One of Dr Johnston's cases involved a 19-year-old man with obsessive compulsive disorder (OCD) who, after Caitlyn Jenner publicly came out, started to question his own gender identity.

Dr Robert Johnston

"Some of that was driven by his OCD, where the mind just kind of latches onto something and takes it and ruminates on it, but it seemed like it was also a doorway for him to actually do some exploration of his own," said Dr Johnston.

The Caitlyn Jenner story served as a kind of "catalyst" for him, he said.

In some ways, social media makes the "coming out process a little easier," said Dr Johnston. "People are able to try on new identities before they actually incorporate [one]."

He added that the media can serve as a "proxy for acceptance."

However, social media can expose members of the transgender community to insensitive attacks, said Dr Johnston.

Although the platforms provided by social media may be liberating for transgendered people, those "on the other side of this are also disinhibited," which may increase the possibility of their making comments that they would not make face to face, he noted.

Sensationalizing "Painful"

In the second case, the patient was a young transgendered woman who was being treated for depression. Here, the Caitlyn Jenner event "sensationalized a process that for her was really painful," said Dr Johnston.

"She felt that there was this voyeurism on the part of the public, which was really disturbing to her. This was an internal process that she wasn't really comfortable with, and she felt [the media attention on Jenner] made it more difficult for her" to come to terms with her sexual identity.

This patient felt that the Caitlyn Jenner story "cheapened the experience in some ways," said Dr Johnston.

Also, just as thin fashion models represent an unattainable standard for teenage girls, the Caitlyn Jenner coverage "kind of continued to perpetuate this unattainable standard for beauty" for the transgendered community, said Dr Johnston.
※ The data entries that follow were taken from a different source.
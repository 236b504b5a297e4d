//! Generic CRUD operations.
//!
//! Every function is generic over `E: Entity` and takes an explicit session.
//! Inputs are validated against `E::SCHEMA` before any SQL runs. Writes run
//! in their own transaction and are rolled back before an error surfaces.

use tracing::debug;

use crate::errors::{Result, StoreError};
use crate::filter::Filter;
use crate::schema::Entity;
use crate::session::{Session, in_transaction};
use crate::sql;
use crate::value::Record;

/// Insert a new row and return it as persisted, generated keys included.
pub fn create<E, S>(session: &mut S, fields: Record) -> Result<E>
where
    E: Entity,
    S: Session + ?Sized,
{
    let schema = E::SCHEMA;
    fields.validate_for_create(schema)?;
    let stmt = sql::insert(session.dialect(), schema, &fields)?;
    debug!(entity = schema.name, op = "create", "persisting");

    let row = in_transaction(session, |s| {
        s.query(schema, &stmt)?
            .into_iter()
            .next()
            .ok_or(StoreError::NotFound {
                entity: schema.name,
            })
    })?;
    E::from_record(row)
}

/// Fetch the first row (by primary key order) matching every predicate.
pub fn get<E, S>(session: &mut S, filter: &Filter) -> Result<E>
where
    E: Entity,
    S: Session + ?Sized,
{
    let schema = E::SCHEMA;
    if filter.is_empty() {
        return Err(StoreError::Validation(format!(
            "get on {} needs at least one predicate",
            schema.name
        )));
    }
    filter.validate(schema)?;
    let stmt = sql::select(session.dialect(), schema, filter, Some(1))?;
    debug!(entity = schema.name, op = "get", predicates = filter.len(), "querying");

    let row = session
        .query(schema, &stmt)?
        .into_iter()
        .next()
        .ok_or(StoreError::NotFound {
            entity: schema.name,
        })?;
    E::from_record(row)
}

/// Fetch every row ordered by primary key. An empty table is `NotFound`.
pub fn get_all<E, S>(session: &mut S) -> Result<Vec<E>>
where
    E: Entity,
    S: Session + ?Sized,
{
    let schema = E::SCHEMA;
    let stmt = sql::select(session.dialect(), schema, &Filter::new(), None)?;
    debug!(entity = schema.name, op = "get_all", "querying");

    let rows = session.query(schema, &stmt)?;
    if rows.is_empty() {
        return Err(StoreError::NotFound {
            entity: schema.name,
        });
    }
    rows.into_iter().map(E::from_record).collect()
}

/// Change the named fields of the row identified by `pk`; returns the updated row.
pub fn update<E, S>(session: &mut S, pk: &Filter, fields: Record) -> Result<E>
where
    E: Entity,
    S: Session + ?Sized,
{
    let schema = E::SCHEMA;
    pk.validate_primary_key(schema)?;
    fields.validate_for_update(schema)?;
    let stmt = sql::update(session.dialect(), schema, pk, &fields)?;
    debug!(entity = schema.name, op = "update", fields = fields.len(), "persisting");

    let row = in_transaction(session, |s| {
        s.query(schema, &stmt)?
            .into_iter()
            .next()
            .ok_or(StoreError::NotFound {
                entity: schema.name,
            })
    })?;
    E::from_record(row)
}

/// Remove the row identified by `pk`; returns the deleted row.
pub fn delete<E, S>(session: &mut S, pk: &Filter) -> Result<E>
where
    E: Entity,
    S: Session + ?Sized,
{
    let schema = E::SCHEMA;
    pk.validate_primary_key(schema)?;
    let stmt = sql::delete(session.dialect(), schema, pk)?;
    debug!(entity = schema.name, op = "delete", "persisting");

    let row = in_transaction(session, |s| {
        s.query(schema, &stmt)?
            .into_iter()
            .next()
            .ok_or(StoreError::NotFound {
                entity: schema.name,
            })
    })?;
    E::from_record(row)
}

// ─────────────────────────────────────────────────────────────────────────────
// Tests
// ─────────────────────────────────────────────────────────────────────────────

#[cfg(test)]
mod tests {
    use super::*;
    use crate::database::{AnySession, Database};
    use crate::entities::{Company, CompanyDescription, Sdg, SubSdg};
    use crate::migrations::run_migrations;
    use crate::value::Value;
    use assert_matches::assert_matches;

    fn migrated() -> AnySession {
        let db = Database::sqlite_in_memory().unwrap();
        let mut session = db.session().unwrap();
        let _ = run_migrations(&mut session).unwrap();
        session
    }

    fn acme(session: &mut AnySession) -> Company {
        create(session, Record::new().with("name", "Acme").with("stock_ticker", "ACME")).unwrap()
    }

    #[test]
    fn create_assigns_generated_key() {
        let mut s = migrated();
        let company = acme(&mut s);
        assert_eq!(company.id, 1);
        assert_eq!(company.name, "Acme");
        assert_eq!(company.stock_ticker.as_deref(), Some("ACME"));
        assert_eq!(company.website, None);
    }

    #[test]
    fn create_rejects_missing_required_field() {
        let mut s = migrated();
        let result: Result<Company> = create(&mut s, Record::new().with("website", "acme.io"));
        assert_matches!(result, Err(StoreError::Validation(_)));
    }

    #[test]
    fn create_rejects_explicit_generated_key() {
        let mut s = migrated();
        let result: Result<Sdg> =
            create(&mut s, Record::new().with("id", 13).with("name", "Climate action"));
        assert_matches!(result, Err(StoreError::Validation(_)));
        assert_matches!(get_all::<Sdg, _>(&mut s), Err(StoreError::NotFound { .. }));

        // The sequence still starts at one.
        let sdg: Sdg = create(&mut s, Record::new().with("name", "No poverty")).unwrap();
        assert_eq!(sdg.id, 1);
    }

    #[test]
    fn create_duplicate_key_is_resource_exists() {
        let mut s = migrated();
        let company = acme(&mut s);
        let fields = Record::new()
            .with("company_id", company.id)
            .with("description", "Makes anvils");
        let _: CompanyDescription = create(&mut s, fields.clone()).unwrap();
        let second: Result<CompanyDescription> = create(&mut s, fields);
        assert_matches!(
            second,
            Err(StoreError::ResourceExists { entity: "CompanyDescription", .. })
        );
    }

    #[test]
    fn create_with_missing_parent_is_foreign_key_violation() {
        let mut s = migrated();
        let result: Result<SubSdg> =
            create(&mut s, Record::new().with("sdg_id", 99).with("name", "1.1"));
        assert_matches!(
            result,
            Err(StoreError::ForeignKeyViolation { entity: "SubSdg", .. })
        );
        // The failed write left nothing behind.
        assert_matches!(get_all::<SubSdg, _>(&mut s), Err(StoreError::NotFound { .. }));
    }

    #[test]
    fn get_by_field_and_by_key() {
        let mut s = migrated();
        let created = acme(&mut s);
        let by_name: Company = get(&mut s, &Filter::new().eq("name", "Acme")).unwrap();
        let by_key: Company = get(&mut s, &Filter::new().eq("id", created.id)).unwrap();
        assert_eq!(by_name, created);
        assert_eq!(by_key, created);
    }

    #[test]
    fn get_returns_lowest_key_on_multiple_matches() {
        let mut s = migrated();
        let first = acme(&mut s);
        let _second = acme(&mut s);
        let found: Company = get(&mut s, &Filter::new().eq("name", "Acme")).unwrap();
        assert_eq!(found.id, first.id);
    }

    #[test]
    fn get_null_predicate_matches_missing_values() {
        let mut s = migrated();
        let created = acme(&mut s);
        let found: Company = get(&mut s, &Filter::new().eq("website", Value::Null)).unwrap();
        assert_eq!(found, created);
    }

    #[test]
    fn get_missing_is_not_found() {
        let mut s = migrated();
        let result: Result<Company> = get(&mut s, &Filter::new().eq("id", 404));
        assert_matches!(result, Err(StoreError::NotFound { entity: "Company" }));
    }

    #[test]
    fn get_with_empty_filter_is_rejected() {
        let mut s = migrated();
        let result: Result<Company> = get(&mut s, &Filter::new());
        assert_matches!(result, Err(StoreError::Validation(_)));
    }

    #[test]
    fn get_all_empty_table_is_not_found() {
        let mut s = migrated();
        assert_matches!(
            get_all::<Company, _>(&mut s),
            Err(StoreError::NotFound { entity: "Company" })
        );
    }

    #[test]
    fn get_all_orders_by_primary_key() {
        let mut s = migrated();
        for name in ["Zeta", "Alpha", "Mid"] {
            let _: Company = create(&mut s, Record::new().with("name", name)).unwrap();
        }
        let all: Vec<Company> = get_all(&mut s).unwrap();
        let ids: Vec<_> = all.iter().map(|c| c.id).collect();
        assert_eq!(ids, vec![1, 2, 3]);
    }

    #[test]
    fn update_changes_only_named_fields() {
        let mut s = migrated();
        let created = acme(&mut s);
        let pk = Filter::new().eq("id", created.id);
        let updated: Company =
            update(&mut s, &pk, Record::new().with("website", "acme.example")).unwrap();
        assert_eq!(updated.website.as_deref(), Some("acme.example"));
        assert_eq!(updated.name, created.name);
        assert_eq!(updated.stock_ticker, created.stock_ticker);

        let again: Company =
            update(&mut s, &pk, Record::new().with("website", "acme.example")).unwrap();
        assert_eq!(again, updated);
    }

    #[test]
    fn update_missing_row_is_not_found() {
        let mut s = migrated();
        let result: Result<Company> = update(
            &mut s,
            &Filter::new().eq("id", 7),
            Record::new().with("name", "Ghost"),
        );
        assert_matches!(result, Err(StoreError::NotFound { .. }));
    }

    #[test]
    fn update_with_missing_parent_is_foreign_key_violation() {
        let mut s = migrated();
        let sdg: Sdg = create(&mut s, Record::new().with("name", "Climate action")).unwrap();
        let sub: SubSdg = create(
            &mut s,
            Record::new().with("sdg_id", sdg.id).with("name", "13.1"),
        )
        .unwrap();
        let pk = Filter::new().eq("id", sub.id);

        let result: Result<SubSdg> = update(&mut s, &pk, Record::new().with("sdg_id", 999));
        assert_matches!(
            result,
            Err(StoreError::ForeignKeyViolation { entity: "SubSdg", .. })
        );

        let unchanged: SubSdg = get(&mut s, &pk).unwrap();
        assert_eq!(unchanged.sdg_id, sdg.id);
    }

    #[test]
    fn update_to_duplicate_key_is_resource_exists() {
        let mut s = migrated();
        let first: Sdg = create(&mut s, Record::new().with("name", "No poverty")).unwrap();
        let second: Sdg = create(&mut s, Record::new().with("name", "Zero hunger")).unwrap();

        let result: Result<Sdg> = update(
            &mut s,
            &Filter::new().eq("id", second.id),
            Record::new().with("id", first.id),
        );
        assert_matches!(result, Err(StoreError::ResourceExists { entity: "Sdg", .. }));

        let kept: Sdg = get(&mut s, &Filter::new().eq("id", second.id)).unwrap();
        assert_eq!(kept.name, "Zero hunger");
    }

    #[test]
    fn update_requires_exact_primary_key() {
        let mut s = migrated();
        let _ = acme(&mut s);
        let result: Result<Company> = update(
            &mut s,
            &Filter::new().eq("name", "Acme"),
            Record::new().with("website", "x"),
        );
        assert_matches!(result, Err(StoreError::Validation(_)));
    }

    #[test]
    fn delete_returns_removed_row() {
        let mut s = migrated();
        let created = acme(&mut s);
        let pk = Filter::new().eq("id", created.id);
        let deleted: Company = delete(&mut s, &pk).unwrap();
        assert_eq!(deleted, created);
        assert_matches!(
            delete::<Company, _>(&mut s, &pk),
            Err(StoreError::NotFound { .. })
        );
    }

    #[test]
    fn composite_key_round_trip() {
        let mut s = migrated();
        let company = acme(&mut s);
        let description: CompanyDescription = create(
            &mut s,
            Record::new()
                .with("company_id", company.id)
                .with("description", "Makes anvils"),
        )
        .unwrap();
        let pk = Filter::new()
            .eq("company_id", company.id)
            .eq("description", "Makes anvils");
        let fetched: CompanyDescription = get(&mut s, &pk).unwrap();
        assert_eq!(fetched, description);
        let _: CompanyDescription = delete(&mut s, &pk).unwrap();
        assert_matches!(
            get::<CompanyDescription, _>(&mut s, &pk),
            Err(StoreError::NotFound { .. })
        );
    }

    #[test]
    fn deleting_referenced_parent_is_foreign_key_violation() {
        let mut s = migrated();
        let company = acme(&mut s);
        let _: CompanyDescription = create(
            &mut s,
            Record::new()
                .with("company_id", company.id)
                .with("description", "Makes anvils"),
        )
        .unwrap();
        let result = delete::<Company, _>(&mut s, &Filter::new().eq("id", company.id));
        assert_matches!(result, Err(StoreError::ForeignKeyViolation { .. }));
        let still_there: Company = get(&mut s, &Filter::new().eq("id", company.id)).unwrap();
        assert_eq!(still_there, company);
    }
}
This community "might be more sensitive to how these images are portrayed in the media," he added.

Early media images of transgendered individuals were, for the most part, derogatory. According to Dr Johnston, transgendered persons were portrayed as criminals or serial killers.

But that is changing, and images are becoming more representative of the population.

An estimated 3% to 6% of the US population identify as lesbian, bisexual, gay, or transgendered (LGBT). But it is difficult to determine how many identify as transgendered, said Dr Johnston. Only recently has census data begun to reflect this information.

Transgendered people, as well as others in the LGBT community, are at higher risk than the general population for depression, anxiety, and substance use disorders.

Clinicians, said Dr Johnston, should make sure that patients who are experiencing negative reactions to their gender identify feel "safe" and "that they have a place where they can talk about it."

Guide and Protect

Gabrielle Shapiro, MD, associate clinical professor of psychiatry specializing in child and adolescent psychiatry at the Mount Sinai Hospital, New York City, agreed that psychiatrists should provide a safe environment for these patients.

She stressed the importance for transgendered people who are struggling with gender identity to get the mental health treatment they may need "to guide them and protect them from things spinning out of control."

But the psychiatric profession should also urge this population "to be very careful about what they reveal" online in chat rooms and the like. "This is public, and anyone can use it, and if you open yourself up to discussion, it can work both for you and against you."

In a workshop on cyber bullying conducted at the APA meeting, Dr Shapiro described a case of a young male Hispanic from East Harlem, New York City, who was grappling with his sexual identify and who killed himself after being relentlessly bullied.

She agreed that social media has pros and cons in terms of its effects on transgendered individuals. It can "enlighten" and help "erase the stigma" of gender identity and be "a positively reinforcing medium for people to feel strengthened and supported in being open about their sexuality identity," she said.

Unfortunately, many transgendered people are lonely, and social media may be an attractive medium to ease the often "life-impacting" coming out process, said Dr Shapiro.

However, she added, "because one can't filter social media, it also leaves people open to criticism, bullying, and being ostracized."

Dr Johnston and Dr Shapiro have disclosed no relevant financial relationships.

American Psychiatric Association (APA) 2016 Annual Meeting: Abstract 79, presented May 14, 2016.